Saved entries
____

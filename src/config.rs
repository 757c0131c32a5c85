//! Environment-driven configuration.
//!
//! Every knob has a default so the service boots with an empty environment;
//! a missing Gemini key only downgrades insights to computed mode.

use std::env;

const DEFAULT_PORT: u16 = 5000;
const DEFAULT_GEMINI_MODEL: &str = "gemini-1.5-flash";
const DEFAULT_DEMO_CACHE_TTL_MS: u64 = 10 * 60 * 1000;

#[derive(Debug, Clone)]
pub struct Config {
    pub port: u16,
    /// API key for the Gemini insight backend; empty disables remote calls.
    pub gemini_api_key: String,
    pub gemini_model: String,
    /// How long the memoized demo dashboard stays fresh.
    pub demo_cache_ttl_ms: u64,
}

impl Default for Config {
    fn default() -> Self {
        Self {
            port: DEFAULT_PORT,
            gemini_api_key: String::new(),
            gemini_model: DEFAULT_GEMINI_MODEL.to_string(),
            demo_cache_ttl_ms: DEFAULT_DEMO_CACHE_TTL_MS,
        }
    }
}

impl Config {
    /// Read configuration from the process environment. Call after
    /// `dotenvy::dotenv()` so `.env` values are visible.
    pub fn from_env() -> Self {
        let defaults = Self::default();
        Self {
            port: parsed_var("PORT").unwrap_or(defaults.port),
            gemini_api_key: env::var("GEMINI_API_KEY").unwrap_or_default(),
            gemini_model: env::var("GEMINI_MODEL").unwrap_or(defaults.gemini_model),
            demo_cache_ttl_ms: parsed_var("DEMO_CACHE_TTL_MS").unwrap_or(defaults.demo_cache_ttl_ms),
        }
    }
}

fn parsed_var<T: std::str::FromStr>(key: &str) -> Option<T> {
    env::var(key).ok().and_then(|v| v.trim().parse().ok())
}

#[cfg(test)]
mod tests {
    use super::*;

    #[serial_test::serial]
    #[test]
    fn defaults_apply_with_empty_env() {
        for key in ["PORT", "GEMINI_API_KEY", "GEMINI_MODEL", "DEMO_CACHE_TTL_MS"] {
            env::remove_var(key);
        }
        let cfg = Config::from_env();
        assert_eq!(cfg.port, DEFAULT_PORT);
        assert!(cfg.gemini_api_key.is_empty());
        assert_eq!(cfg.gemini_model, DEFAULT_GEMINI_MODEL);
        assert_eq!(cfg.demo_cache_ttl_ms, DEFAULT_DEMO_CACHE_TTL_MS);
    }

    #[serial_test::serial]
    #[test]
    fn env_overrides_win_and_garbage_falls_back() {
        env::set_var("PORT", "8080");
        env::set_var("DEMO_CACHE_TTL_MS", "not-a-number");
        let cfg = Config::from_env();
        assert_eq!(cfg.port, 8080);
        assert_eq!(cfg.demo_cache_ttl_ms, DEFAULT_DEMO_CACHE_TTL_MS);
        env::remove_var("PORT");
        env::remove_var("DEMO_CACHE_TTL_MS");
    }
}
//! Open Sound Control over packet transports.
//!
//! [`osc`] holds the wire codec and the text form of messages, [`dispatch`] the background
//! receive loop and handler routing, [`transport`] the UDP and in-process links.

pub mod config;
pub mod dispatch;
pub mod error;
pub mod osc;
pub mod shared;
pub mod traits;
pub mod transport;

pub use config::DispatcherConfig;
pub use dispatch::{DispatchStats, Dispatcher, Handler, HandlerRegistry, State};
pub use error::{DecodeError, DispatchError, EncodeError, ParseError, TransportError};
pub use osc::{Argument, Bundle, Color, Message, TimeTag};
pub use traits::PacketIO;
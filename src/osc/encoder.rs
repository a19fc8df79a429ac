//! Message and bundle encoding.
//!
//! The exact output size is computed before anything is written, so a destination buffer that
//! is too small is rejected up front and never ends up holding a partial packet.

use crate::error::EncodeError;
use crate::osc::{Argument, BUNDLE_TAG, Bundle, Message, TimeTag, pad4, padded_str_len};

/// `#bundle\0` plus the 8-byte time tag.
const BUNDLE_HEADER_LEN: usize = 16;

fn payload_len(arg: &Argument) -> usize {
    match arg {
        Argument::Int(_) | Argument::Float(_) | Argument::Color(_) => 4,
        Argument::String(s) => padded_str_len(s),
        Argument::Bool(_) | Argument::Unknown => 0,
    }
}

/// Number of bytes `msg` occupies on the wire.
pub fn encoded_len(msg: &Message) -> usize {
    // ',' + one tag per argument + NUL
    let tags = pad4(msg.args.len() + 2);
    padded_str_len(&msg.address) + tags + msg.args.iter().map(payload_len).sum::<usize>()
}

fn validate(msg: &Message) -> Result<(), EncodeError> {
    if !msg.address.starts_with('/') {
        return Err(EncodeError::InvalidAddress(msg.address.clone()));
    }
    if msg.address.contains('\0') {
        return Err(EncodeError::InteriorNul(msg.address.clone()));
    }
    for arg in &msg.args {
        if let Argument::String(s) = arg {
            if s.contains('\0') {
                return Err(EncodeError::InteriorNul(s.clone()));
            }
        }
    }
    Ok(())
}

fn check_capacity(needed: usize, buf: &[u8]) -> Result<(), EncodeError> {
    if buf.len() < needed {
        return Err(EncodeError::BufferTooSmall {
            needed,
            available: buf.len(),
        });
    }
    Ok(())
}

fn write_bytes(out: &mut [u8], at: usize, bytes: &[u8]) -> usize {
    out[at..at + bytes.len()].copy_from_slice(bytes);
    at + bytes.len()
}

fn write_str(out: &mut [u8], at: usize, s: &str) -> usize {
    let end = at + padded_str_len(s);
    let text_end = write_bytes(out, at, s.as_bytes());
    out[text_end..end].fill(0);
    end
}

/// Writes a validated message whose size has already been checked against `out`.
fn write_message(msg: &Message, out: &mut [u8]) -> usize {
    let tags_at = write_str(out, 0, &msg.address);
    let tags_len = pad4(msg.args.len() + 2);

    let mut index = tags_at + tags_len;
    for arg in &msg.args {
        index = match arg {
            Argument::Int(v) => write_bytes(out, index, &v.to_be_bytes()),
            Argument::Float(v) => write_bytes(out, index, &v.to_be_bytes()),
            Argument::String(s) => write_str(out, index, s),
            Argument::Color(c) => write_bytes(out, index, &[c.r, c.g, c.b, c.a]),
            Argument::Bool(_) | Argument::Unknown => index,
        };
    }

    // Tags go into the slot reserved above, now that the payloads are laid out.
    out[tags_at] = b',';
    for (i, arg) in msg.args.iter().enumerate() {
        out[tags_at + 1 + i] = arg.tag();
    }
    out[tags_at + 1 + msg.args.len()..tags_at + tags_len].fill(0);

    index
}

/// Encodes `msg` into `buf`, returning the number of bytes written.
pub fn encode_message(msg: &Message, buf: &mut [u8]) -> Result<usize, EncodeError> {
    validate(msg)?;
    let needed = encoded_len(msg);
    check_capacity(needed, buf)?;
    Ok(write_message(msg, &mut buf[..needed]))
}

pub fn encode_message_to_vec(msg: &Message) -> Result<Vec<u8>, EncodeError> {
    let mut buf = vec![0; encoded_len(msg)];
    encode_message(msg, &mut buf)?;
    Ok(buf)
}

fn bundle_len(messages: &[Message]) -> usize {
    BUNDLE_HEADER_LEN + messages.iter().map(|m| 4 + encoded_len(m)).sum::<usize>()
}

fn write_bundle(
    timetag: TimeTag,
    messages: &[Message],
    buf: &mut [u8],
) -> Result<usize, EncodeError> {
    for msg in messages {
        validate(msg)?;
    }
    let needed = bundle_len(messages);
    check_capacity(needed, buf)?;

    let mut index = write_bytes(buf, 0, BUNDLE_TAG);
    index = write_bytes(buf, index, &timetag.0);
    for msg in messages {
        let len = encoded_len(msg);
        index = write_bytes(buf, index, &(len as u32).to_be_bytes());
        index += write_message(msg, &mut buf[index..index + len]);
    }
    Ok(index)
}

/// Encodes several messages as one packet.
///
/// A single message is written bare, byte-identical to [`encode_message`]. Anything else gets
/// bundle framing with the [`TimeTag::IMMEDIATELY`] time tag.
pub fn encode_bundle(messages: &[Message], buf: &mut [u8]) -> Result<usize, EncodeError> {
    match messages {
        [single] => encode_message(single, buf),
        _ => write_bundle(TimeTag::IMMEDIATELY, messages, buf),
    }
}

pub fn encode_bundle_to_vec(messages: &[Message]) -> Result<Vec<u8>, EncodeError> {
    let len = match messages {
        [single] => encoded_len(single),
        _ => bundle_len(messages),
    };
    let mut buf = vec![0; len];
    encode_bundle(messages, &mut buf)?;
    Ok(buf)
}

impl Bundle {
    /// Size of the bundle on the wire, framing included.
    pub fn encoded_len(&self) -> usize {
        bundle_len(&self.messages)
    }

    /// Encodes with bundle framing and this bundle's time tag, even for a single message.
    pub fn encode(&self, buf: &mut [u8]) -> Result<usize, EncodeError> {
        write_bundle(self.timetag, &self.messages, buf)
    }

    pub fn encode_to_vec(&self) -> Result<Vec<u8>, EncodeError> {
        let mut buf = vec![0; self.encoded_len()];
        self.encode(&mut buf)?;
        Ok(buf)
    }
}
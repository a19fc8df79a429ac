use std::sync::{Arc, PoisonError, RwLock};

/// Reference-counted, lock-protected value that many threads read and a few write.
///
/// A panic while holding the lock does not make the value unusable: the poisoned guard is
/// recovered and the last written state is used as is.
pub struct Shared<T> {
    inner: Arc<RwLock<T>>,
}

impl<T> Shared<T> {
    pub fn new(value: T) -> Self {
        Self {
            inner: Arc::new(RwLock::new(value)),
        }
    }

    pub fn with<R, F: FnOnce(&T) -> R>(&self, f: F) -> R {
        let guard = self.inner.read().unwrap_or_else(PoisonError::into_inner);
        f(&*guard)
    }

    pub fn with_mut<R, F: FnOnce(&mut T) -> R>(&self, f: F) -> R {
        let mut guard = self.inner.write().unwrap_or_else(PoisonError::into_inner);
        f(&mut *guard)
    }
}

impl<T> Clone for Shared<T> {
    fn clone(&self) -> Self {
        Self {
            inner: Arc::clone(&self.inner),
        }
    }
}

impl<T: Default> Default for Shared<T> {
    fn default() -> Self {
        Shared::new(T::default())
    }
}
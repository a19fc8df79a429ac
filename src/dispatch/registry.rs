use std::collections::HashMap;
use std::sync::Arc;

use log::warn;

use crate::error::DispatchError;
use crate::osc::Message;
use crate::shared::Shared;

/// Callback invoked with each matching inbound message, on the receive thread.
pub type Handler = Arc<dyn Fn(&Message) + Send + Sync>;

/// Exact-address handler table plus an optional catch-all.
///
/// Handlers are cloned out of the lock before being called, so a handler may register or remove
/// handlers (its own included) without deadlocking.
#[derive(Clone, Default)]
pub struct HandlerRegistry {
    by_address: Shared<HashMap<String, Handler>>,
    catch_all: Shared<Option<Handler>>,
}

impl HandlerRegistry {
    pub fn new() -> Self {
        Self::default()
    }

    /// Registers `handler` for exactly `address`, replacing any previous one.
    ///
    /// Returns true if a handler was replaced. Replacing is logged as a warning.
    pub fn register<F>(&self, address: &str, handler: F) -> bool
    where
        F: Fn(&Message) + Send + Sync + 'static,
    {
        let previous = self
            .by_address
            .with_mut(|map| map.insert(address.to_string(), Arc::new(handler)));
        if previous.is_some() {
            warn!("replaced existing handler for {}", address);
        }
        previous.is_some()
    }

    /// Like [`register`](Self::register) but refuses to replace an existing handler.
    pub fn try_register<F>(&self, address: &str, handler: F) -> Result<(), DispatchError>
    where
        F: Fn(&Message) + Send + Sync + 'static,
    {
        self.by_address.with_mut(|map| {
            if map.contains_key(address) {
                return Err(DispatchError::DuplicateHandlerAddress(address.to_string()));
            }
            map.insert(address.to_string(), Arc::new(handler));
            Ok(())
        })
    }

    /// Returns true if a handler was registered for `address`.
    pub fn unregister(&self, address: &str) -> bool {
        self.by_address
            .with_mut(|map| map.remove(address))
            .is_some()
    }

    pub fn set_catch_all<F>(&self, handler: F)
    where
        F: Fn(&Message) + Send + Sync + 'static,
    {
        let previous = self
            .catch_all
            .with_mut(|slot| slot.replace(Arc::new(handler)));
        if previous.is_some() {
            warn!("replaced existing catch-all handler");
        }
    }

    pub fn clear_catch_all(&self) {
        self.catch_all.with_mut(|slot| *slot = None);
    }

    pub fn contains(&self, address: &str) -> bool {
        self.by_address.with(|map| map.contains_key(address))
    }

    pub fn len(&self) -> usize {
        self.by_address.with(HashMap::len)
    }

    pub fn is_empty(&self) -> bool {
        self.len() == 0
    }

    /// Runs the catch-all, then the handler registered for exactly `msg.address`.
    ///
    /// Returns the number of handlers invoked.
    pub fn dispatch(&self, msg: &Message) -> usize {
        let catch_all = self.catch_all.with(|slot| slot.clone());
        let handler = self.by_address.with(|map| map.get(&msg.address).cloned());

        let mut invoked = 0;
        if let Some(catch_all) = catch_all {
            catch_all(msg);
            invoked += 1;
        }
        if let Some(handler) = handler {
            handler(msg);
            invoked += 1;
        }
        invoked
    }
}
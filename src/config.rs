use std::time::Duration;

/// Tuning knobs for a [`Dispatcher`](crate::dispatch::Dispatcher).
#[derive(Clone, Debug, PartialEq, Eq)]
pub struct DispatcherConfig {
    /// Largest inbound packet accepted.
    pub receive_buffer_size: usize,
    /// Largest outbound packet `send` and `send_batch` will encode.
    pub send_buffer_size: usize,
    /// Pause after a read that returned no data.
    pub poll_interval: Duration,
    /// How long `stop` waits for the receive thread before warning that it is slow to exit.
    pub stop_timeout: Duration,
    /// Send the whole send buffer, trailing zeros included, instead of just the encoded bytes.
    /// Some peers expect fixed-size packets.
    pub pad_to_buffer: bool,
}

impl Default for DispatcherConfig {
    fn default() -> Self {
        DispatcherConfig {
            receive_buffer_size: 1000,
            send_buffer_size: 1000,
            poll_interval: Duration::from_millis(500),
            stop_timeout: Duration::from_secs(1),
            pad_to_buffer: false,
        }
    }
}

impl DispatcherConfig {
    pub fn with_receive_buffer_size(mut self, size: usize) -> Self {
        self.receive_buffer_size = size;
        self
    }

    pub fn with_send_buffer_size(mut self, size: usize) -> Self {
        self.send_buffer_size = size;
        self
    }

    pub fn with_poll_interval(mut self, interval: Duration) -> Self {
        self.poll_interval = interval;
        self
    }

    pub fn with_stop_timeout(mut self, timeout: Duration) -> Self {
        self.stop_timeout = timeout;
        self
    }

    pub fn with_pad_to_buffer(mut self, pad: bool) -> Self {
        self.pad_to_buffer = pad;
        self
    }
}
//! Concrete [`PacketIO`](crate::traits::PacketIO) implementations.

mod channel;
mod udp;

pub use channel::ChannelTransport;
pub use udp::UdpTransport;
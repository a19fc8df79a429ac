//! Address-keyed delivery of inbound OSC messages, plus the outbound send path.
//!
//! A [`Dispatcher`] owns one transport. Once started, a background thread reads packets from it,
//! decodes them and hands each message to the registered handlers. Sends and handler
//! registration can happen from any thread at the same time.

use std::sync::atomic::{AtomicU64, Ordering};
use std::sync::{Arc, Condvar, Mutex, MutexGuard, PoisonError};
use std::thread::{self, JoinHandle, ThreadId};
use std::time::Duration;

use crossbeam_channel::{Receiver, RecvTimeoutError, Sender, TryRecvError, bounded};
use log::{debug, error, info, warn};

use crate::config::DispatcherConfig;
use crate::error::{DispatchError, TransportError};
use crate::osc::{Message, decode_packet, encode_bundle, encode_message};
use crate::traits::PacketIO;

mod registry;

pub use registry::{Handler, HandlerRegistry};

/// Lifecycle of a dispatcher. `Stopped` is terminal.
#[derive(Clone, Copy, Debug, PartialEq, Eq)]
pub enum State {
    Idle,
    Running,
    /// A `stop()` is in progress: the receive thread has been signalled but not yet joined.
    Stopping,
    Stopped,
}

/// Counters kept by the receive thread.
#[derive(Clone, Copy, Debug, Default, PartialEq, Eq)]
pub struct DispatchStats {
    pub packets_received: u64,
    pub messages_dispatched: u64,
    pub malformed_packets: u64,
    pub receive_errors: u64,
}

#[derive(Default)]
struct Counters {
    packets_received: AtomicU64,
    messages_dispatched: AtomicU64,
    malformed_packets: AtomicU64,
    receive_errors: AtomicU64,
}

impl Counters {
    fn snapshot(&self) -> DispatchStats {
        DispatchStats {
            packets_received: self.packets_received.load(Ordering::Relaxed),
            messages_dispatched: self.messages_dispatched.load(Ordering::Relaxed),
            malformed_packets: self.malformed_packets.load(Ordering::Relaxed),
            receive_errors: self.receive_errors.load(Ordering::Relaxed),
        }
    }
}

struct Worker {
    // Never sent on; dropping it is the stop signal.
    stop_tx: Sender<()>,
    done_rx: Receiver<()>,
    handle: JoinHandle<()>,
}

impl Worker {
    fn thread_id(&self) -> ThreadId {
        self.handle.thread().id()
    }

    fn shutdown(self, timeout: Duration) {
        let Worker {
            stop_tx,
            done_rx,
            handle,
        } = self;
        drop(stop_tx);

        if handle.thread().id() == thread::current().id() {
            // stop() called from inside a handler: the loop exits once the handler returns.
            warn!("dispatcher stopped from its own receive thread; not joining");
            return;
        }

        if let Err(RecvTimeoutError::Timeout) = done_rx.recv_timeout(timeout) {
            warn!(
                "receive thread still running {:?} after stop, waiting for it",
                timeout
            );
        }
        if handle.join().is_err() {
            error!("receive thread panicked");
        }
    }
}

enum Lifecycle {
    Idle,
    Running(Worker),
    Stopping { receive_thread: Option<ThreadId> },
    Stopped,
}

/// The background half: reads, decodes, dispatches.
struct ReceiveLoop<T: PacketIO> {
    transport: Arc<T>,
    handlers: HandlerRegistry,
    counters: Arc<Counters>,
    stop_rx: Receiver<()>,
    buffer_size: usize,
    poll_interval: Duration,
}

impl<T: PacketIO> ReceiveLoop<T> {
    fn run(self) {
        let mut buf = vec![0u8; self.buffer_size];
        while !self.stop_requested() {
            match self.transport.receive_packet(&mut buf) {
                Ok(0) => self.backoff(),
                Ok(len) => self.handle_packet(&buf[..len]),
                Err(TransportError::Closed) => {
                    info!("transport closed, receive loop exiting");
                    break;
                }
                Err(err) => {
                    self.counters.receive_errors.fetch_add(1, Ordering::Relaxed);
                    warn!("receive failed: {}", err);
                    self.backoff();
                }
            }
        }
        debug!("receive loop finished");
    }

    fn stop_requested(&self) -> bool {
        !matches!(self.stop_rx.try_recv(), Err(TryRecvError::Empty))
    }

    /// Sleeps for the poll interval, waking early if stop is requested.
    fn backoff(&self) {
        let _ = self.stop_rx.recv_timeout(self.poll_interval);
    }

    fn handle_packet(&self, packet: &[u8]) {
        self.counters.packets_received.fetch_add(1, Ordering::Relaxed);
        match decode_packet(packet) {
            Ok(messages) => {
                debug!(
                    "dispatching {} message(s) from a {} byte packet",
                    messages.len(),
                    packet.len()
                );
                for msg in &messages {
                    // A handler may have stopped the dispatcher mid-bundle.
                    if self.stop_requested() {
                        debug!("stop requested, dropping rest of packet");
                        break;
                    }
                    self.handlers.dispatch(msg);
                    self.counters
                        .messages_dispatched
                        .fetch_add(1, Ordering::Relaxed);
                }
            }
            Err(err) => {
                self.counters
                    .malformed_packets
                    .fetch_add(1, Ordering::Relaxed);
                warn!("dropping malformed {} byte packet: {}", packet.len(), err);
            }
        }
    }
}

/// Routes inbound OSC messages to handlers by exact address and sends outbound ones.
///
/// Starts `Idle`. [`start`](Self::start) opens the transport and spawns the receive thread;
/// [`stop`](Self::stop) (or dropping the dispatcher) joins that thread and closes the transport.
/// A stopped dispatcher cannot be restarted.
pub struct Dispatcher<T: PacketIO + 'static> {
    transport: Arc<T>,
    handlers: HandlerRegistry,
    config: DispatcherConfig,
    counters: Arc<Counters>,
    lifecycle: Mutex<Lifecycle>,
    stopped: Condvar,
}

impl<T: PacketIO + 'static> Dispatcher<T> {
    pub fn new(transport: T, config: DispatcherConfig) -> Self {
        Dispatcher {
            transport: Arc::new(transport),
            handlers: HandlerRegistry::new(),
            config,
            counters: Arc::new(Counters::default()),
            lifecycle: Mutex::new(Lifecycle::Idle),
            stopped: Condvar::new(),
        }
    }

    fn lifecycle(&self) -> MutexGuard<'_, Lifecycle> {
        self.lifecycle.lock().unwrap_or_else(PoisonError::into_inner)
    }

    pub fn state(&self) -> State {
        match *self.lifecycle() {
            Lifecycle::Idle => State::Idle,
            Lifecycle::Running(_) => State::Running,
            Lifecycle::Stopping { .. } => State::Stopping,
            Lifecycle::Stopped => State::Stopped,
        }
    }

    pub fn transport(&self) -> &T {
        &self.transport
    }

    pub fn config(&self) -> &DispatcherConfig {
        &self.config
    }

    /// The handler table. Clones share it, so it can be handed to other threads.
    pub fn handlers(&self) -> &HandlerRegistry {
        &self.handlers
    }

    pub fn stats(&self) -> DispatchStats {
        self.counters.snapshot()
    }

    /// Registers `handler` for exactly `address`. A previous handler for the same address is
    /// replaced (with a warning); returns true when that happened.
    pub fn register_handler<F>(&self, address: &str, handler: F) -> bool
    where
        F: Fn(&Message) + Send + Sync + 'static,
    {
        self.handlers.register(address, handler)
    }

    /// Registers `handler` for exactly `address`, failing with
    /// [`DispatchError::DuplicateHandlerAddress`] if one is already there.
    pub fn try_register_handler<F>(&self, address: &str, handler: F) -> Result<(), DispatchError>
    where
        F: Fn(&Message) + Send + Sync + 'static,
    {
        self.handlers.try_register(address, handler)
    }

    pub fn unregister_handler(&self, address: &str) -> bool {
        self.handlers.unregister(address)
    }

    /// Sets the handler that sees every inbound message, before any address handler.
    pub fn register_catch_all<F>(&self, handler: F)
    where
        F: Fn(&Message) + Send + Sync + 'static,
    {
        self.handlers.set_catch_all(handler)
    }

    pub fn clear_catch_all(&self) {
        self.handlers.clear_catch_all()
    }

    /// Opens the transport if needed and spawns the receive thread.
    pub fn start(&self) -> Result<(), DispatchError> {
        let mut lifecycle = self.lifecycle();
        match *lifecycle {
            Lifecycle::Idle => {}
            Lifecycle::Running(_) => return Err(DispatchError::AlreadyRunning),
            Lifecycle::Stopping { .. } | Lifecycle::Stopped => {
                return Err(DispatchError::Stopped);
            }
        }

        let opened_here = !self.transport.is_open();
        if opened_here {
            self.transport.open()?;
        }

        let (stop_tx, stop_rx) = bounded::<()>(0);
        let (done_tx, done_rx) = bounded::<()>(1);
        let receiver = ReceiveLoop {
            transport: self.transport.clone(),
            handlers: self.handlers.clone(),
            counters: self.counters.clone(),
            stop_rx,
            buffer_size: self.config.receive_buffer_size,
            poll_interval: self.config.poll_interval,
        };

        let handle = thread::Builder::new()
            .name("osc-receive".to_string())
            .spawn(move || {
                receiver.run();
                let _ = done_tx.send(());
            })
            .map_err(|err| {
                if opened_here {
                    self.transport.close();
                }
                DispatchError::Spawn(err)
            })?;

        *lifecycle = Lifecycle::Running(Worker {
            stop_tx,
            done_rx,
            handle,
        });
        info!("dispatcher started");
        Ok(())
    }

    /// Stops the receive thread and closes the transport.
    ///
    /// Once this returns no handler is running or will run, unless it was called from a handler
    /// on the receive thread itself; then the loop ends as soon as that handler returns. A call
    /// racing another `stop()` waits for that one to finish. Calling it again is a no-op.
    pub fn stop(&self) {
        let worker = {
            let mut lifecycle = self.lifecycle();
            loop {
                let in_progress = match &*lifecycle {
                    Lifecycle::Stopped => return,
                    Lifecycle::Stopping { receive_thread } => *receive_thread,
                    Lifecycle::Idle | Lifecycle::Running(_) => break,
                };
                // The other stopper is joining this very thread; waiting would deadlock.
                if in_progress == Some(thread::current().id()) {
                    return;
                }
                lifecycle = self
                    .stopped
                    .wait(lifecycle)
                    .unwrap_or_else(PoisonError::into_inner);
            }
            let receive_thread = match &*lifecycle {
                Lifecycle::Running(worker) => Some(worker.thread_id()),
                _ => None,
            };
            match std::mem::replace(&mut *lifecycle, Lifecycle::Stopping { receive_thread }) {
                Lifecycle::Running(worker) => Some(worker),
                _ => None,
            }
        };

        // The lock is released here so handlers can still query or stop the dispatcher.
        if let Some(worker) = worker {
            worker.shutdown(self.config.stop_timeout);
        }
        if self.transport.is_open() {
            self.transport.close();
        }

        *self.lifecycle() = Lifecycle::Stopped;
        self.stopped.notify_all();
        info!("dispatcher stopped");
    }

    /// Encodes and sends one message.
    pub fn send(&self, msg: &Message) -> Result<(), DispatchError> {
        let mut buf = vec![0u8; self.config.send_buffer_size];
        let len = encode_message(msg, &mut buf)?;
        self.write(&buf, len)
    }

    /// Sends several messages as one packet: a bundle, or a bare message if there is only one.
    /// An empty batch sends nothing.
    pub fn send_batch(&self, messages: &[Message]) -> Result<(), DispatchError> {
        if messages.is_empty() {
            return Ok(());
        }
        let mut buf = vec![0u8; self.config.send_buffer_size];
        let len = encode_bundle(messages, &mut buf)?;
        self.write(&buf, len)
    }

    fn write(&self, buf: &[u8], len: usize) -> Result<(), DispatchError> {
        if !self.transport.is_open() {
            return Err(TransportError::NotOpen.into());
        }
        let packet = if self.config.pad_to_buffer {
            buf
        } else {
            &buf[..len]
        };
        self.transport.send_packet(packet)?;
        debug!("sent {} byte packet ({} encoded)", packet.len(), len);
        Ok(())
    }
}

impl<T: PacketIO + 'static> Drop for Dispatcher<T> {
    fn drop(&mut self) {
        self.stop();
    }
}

____

== TASK ITEM ==
Starting at the first line of the data above, retype each line exactly until you reach the line containing "const DEFAULT_GEMINI_MODEL: &str", and include that line too.

== EXERCISE RESPONSE ==
filename src/config.rs
repository 757c0131c32a5c85
//! Environment-driven configuration.
//!
//! Every knob has a default so the service boots with an empty environment;
//! a missing Gemini key only downgrades insights to computed mode.

use std::env;

const DEFAULT_PORT: u16 = 5000;
const DEFAULT_GEMINI_MODEL: &str = "gemini-1.5-flash";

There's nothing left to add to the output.